I was also surprised by how many other baby items we received as hand-me-downs (an exersaucer, two highchairs, and a bouncy seat, for example). Going back, I would have purchased even less before he came and waited to see what we actually needed (and if anyone else had something we could buy/have secondhand).
So many toddler favorite foods (and baby foods too) naturally produce a lot of waste. We've done our fair share of buying individually packaged crackers and yogurts. I don't think this is necessarily bad, but after reading about zero waste, I've tried to evaluate what we actually need.
Liam is eating a lot more homemade yogurt (thanks to my mom) and homemade treats (like healthy muffins). I also try to pack more sliced fruit instead of snacks, and I can pack these in containers for him to eat in the car. The secret seems to be in not having the snack foods around in the first place and then he stops asking all day long (although we still love our big bags of veggie sticks).
This is something both Marie Kondo and Bea Johnson advocate--don't accept freebies. Whether it's a cheap party favor or a hospital gift bag with formula samples, as I've decluttered, I've realized that most freebies just end up being wasted. Plus I think it sets a good example for our children when we don't accept every freebie.
Wipes and Paper Towels
I cringe to think of how many wet wipes and paper towels I went through when babysitting (I had no idea then how expensive those things can be!). I am too irresponsible to be allowed to buy wet wipes (and by that I mean that I will go through a whole pack in a matter of days). So we just don't. We use towels or washcloths, even when on the road. Or we find a sink and just wash hands (and sometimes faces).

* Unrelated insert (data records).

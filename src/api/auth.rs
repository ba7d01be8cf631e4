// =============================================================================
// Bearer-token authentication — axum extractor
// =============================================================================
//
// Validates `Authorization: Bearer <token>` against the `MERIDIAN_ADMIN_TOKEN`
// environment variable using a constant-time comparison. The health endpoint
// is the only route that skips this extractor.
// =============================================================================

use axum::{
    extract::FromRequestParts,
    http::{request::Parts, StatusCode},
    response::{IntoResponse, Response},
};
use tracing::warn;

/// Constant-time byte comparison. Every byte of both slices is examined even
/// after a mismatch.
fn constant_time_eq(a: &[u8], b: &[u8]) -> bool {
    if a.len() != b.len() {
        return false;
    }
    let mut result: u8 = 0;
    for (x, y) in a.iter().zip(b.iter()) {
        result |= x ^ y;
    }
    result == 0
}

/// Extractor that yields the validated token, or rejects with 403.
pub struct AuthBearer(pub String);

pub struct AuthRejection {
    status: StatusCode,
    message: &'static str,
}

impl IntoResponse for AuthRejection {
    fn into_response(self) -> Response {
        let body = serde_json::json!({ "error": self.message });
        (self.status, axum::Json(body)).into_response()
    }
}

#[async_trait::async_trait]
impl<S> FromRequestParts<S> for AuthBearer
where
    S: Send + Sync,
{
    type Rejection = AuthRejection;

    async fn from_request_parts(parts: &mut Parts, _state: &S) -> Result<Self, Self::Rejection> {
        // Re-read per request so token rotation needs no restart.
        let expected = std::env::var("MERIDIAN_ADMIN_TOKEN").unwrap_or_default();

        if expected.is_empty() {
            warn!("MERIDIAN_ADMIN_TOKEN is not set — authenticated requests are rejected");
            return Err(AuthRejection {
                status: StatusCode::FORBIDDEN,
                message: "Server authentication not configured",
            });
        }

        let auth_header = parts
            .headers
            .get(axum::http::header::AUTHORIZATION)
            .and_then(|v| v.to_str().ok());

        let token = match auth_header {
            Some(value) if value.starts_with("Bearer ") => &value[7..],
            _ => {
                warn!("missing or malformed Authorization header");
                return Err(AuthRejection {
                    status: StatusCode::FORBIDDEN,
                    message: "Missing or invalid authorization token",
                });
            }
        };

        if !constant_time_eq(token.as_bytes(), expected.as_bytes()) {
            warn!("invalid admin token presented");
            return Err(AuthRejection {
                status: StatusCode::FORBIDDEN,
                message: "Invalid authorization token",
            });
        }

        Ok(AuthBearer(token.to_string()))
    }
}

// =============================================================================
// Tests
// =============================================================================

Having an extra set of clothes for Liam also helps.
Thoughtfulness and awareness are the biggest lessons I have gleaned from Zero Waste Home. When I buy something disposable, I try to think about it as part of the larger picture of garbage.

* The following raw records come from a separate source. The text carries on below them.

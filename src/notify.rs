// =============================================================================
// Notification sink — fire-and-forget operator notifications
// =============================================================================
//
// Notifications never affect trading decisions: sends are spawned onto the
// runtime and failures are logged and dropped. The webhook sink posts JSON to
// the URL in `NOTIFY_WEBHOOK_URL`; without one configured the engine falls
// back to log-only.
// =============================================================================

use async_trait::async_trait;
use serde_json::json;
use tracing::{info, warn};

use crate::execution::ExecutionReport;
use crate::strategy::TradingSignal;

/// Operator-facing notification sink.
#[async_trait]
pub trait Notifier: Send + Sync {
    async fn send_warning(&self, market: &str, message: &str);
    async fn send_error(&self, market: &str, message: &str);
    async fn send_trade(&self, signal: &TradingSignal, report: &ExecutionReport);
    async fn send_system(&self, title: &str, body: &str);
}

// ---------------------------------------------------------------------------
// Webhook sink
// ---------------------------------------------------------------------------

pub struct WebhookNotifier {
    client: reqwest::Client,
    url: Option<String>,
}

impl WebhookNotifier {
    pub fn from_env() -> Self {
        let url = std::env::var("NOTIFY_WEBHOOK_URL").ok().filter(|u| !u.is_empty());
        if url.is_none() {
            info!("NOTIFY_WEBHOOK_URL not set — notifications are log-only");
        }
        Self {
            client: reqwest::Client::builder()
                .timeout(std::time::Duration::from_secs(5))
                .build()
                .expect("failed to build notifier client"),
            url,
        }
    }

    fn post(&self, payload: serde_json::Value) {
        let Some(url) = self.url.clone() else {
            return;
        };
        let client = self.client.clone();
        // Fire-and-forget: the caller never waits on delivery.
        tokio::spawn(async move {
            if let Err(e) = client.post(&url).json(&payload).send().await {
                warn!(error = %e, "notification delivery failed");
            }
        });
    }
}

#[async_trait]
impl Notifier for WebhookNotifier {
    async fn send_warning(&self, market: &str, message: &str) {
        warn!(market, message, "operator warning");
        self.post(json!({ "level": "warning", "market": market, "message": message }));
    }

    async fn send_error(&self, market: &str, message: &str) {
        warn!(market, message, "operator error");
        self.post(json!({ "level": "error", "market": market, "message": message }));
    }

    async fn send_trade(&self, signal: &TradingSignal, report: &ExecutionReport) {
        info!(
            market = %signal.market,
            action = %signal.action,
            strategy = %signal.strategy,
            success = report.success,
            "trade notification"
        );
        self.post(json!({
            "level": "trade",
            "market": signal.market,
            "action": signal.action.to_string(),
            "strategy": signal.strategy.to_string(),
            "confidence": signal.confidence,
            "success": report.success,
            "price": report.price.map(|p| p.to_string()),
            "executed_quantity": report.executed_quantity.to_string(),
            "fill_rate_percent": report.fill_rate_percent,
            "message": report.message,
        }));
    }

    async fn send_system(&self, title: &str, body: &str) {
        info!(title, body, "system notification");
        self.post(json!({ "level": "system", "title": title, "body": body }));
    }
}

// ---------------------------------------------------------------------------
// Log-only sink for tests
// ---------------------------------------------------------------------------

#[cfg(test)]
pub mod testkit {
    use super::*;
    use parking_lot::Mutex;

    /// Records every notification for assertion.
    #[derive(Default)]
    pub struct RecordingNotifier {
        pub warnings: Mutex<Vec<(String, String)>>,
        pub errors: Mutex<Vec<(String, String)>>,
        pub systems: Mutex<Vec<(String, String)>>,
        pub trades: Mutex<usize>,
    }

    #[async_trait]
    impl Notifier for RecordingNotifier {
        async fn send_warning(&self, market: &str, message: &str) {
            self.warnings.lock().push((market.into(), message.into()));
        }

        async fn send_error(&self, market: &str, message: &str) {
            self.errors.lock().push((market.into(), message.into()));
        }

        async fn send_trade(&self, _signal: &TradingSignal, _report: &ExecutionReport) {
            *self.trades.lock() += 1;
        }

        async fn send_system(&self, title: &str, body: &str) {
            self.systems.lock().push((title.into(), body.into()));
        }
    }
}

As I mentioned above, we're trying to be more creative about snacks, which has also helped Liam be healthier. He will eat homemade bread with jelly or cheese and he loves leftover soups.
When we run out of Play doh this time, we'll probably make our own to save money and packaging. However, I don't think we're going to be able to give up markers yet (something Johnson recommends in Zero Waste Home).
I'm also more committed to teaching my children to care for the earth and be mindful consumers. Sometimes it feels so overwhelming and as though nothing makes a difference. Zero Waste Home reminded me that is simply not true. We are composting more again, and Liam helps. I try to fill our kitchen with more glass than plastic and to always take my reusable shopping bags when we might stop by the store.
I also don't want to teach him to love stuff, and so we're trying to take an active role by thinking through Christmases and birthdays.
Still, when in this phase of life, it is important to be reasonable, so I didn't say "no" when he asked for a fancy yogurt at the store yesterday, and we still do use ziploc bags (we'll see about phasing those out). I'm sure we'll continue to see places where we can cut down our waste (and often our spending, as well).